Exercise brief: Write out every entry again exactly as it stands.

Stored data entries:
[Start of Attachment]
#[derive(Debug, Clone)]
pub struct Options {
    /// Initial display time field value, in seconds
    pub display_time: f64,
    /// Initial delay time field value, in seconds
    pub delay_time: f64,
    /// Initial repetitions field value
    pub repetitions: u32,
    /// fps
    pub fps: f32,
}

impl Default for Options {
    fn default() -> Self {
        Self {
            display_time: 1.0,
            delay_time: 0.5,
            repetitions: 10,
            fps: 30.0,
        }
    }
}
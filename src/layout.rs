use ratatui::layout::{Constraint, Layout, Rect};

const CONTROLS_WIDTH: u16 = 32;
const INPUTS_HEIGHT: u16 = 9;
const NOTIFICATION_HEIGHT: u16 = 1;

#[derive(Debug, Clone)]
pub struct AppLayout {
    pub palette_area: Rect,
    pub inputs_area: Rect,
    pub notification_area: Rect,
    pub surface_area: Rect,
}

impl AppLayout {
    pub fn new(area: Rect) -> Self {
        let content_area = ratatui::widgets::Block::bordered().inner(area);

        let [controls_area, surface_area] = Layout::horizontal([
            Constraint::Length(CONTROLS_WIDTH),
            Constraint::Fill(1),
        ])
        .split(content_area)[..] else {
            panic!("Failed to split")
        };

        let [palette_area, inputs_area, notification_area] = Layout::vertical([
            Constraint::Fill(1),
            Constraint::Length(INPUTS_HEIGHT),
            Constraint::Length(NOTIFICATION_HEIGHT),
        ])
        .split(controls_area)[..] else {
            panic!("Failed to split")
        };

        Self {
            palette_area,
            inputs_area,
            notification_area,
            surface_area,
        }
    }
}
[End of Attachment]
Finished exercise:
#[derive(Debug, Clone)]
pub struct Options {
    /// Initial display time field value, in seconds
    pub display_time: f64,
    /// Initial delay time field value, in seconds
    pub delay_time: f64,
    /// Initial repetitions field value
    pub repetitions: u32,
    /// fps
    pub fps: f32,
}

impl Default for Options {
    fn default() -> Self {
        Self {
            display_time: 1.0,
            delay_time: 0.5,
            repetitions: 10,
            fps: 30.0,
        }
    }
}
filename src/layout.rs
use ratatui::layout::{Constraint, Layout, Rect};

const CONTROLS_WIDTH: u16 = 32;
const INPUTS_HEIGHT: u16 = 9;
const NOTIFICATION_HEIGHT: u16 = 1;

#[derive(Debug, Clone)]
pub struct AppLayout {
    pub palette_area: Rect,
    pub inputs_area: Rect,
    pub notification_area: Rect,
    pub surface_area: Rect,
}

impl AppLayout {
    pub fn new(area: Rect) -> Self {
        let content_area = ratatui::widgets::Block::bordered().inner(area);

        let [controls_area, surface_area] = Layout::horizontal([
            Constraint::Length(CONTROLS_WIDTH),
            Constraint::Fill(1),
        ])
        .split(content_area)[..] else {
            panic!("Failed to split")
        };

        let [palette_area, inputs_area, notification_area] = Layout::vertical([
            Constraint::Fill(1),
            Constraint::Length(INPUTS_HEIGHT),
            Constraint::Length(NOTIFICATION_HEIGHT),
        ])
        .split(controls_area)[..] else {
            panic!("Failed to split")
        };

        Self {
            palette_area,
            inputs_area,
            notification_area,
            surface_area,
        }
    }
}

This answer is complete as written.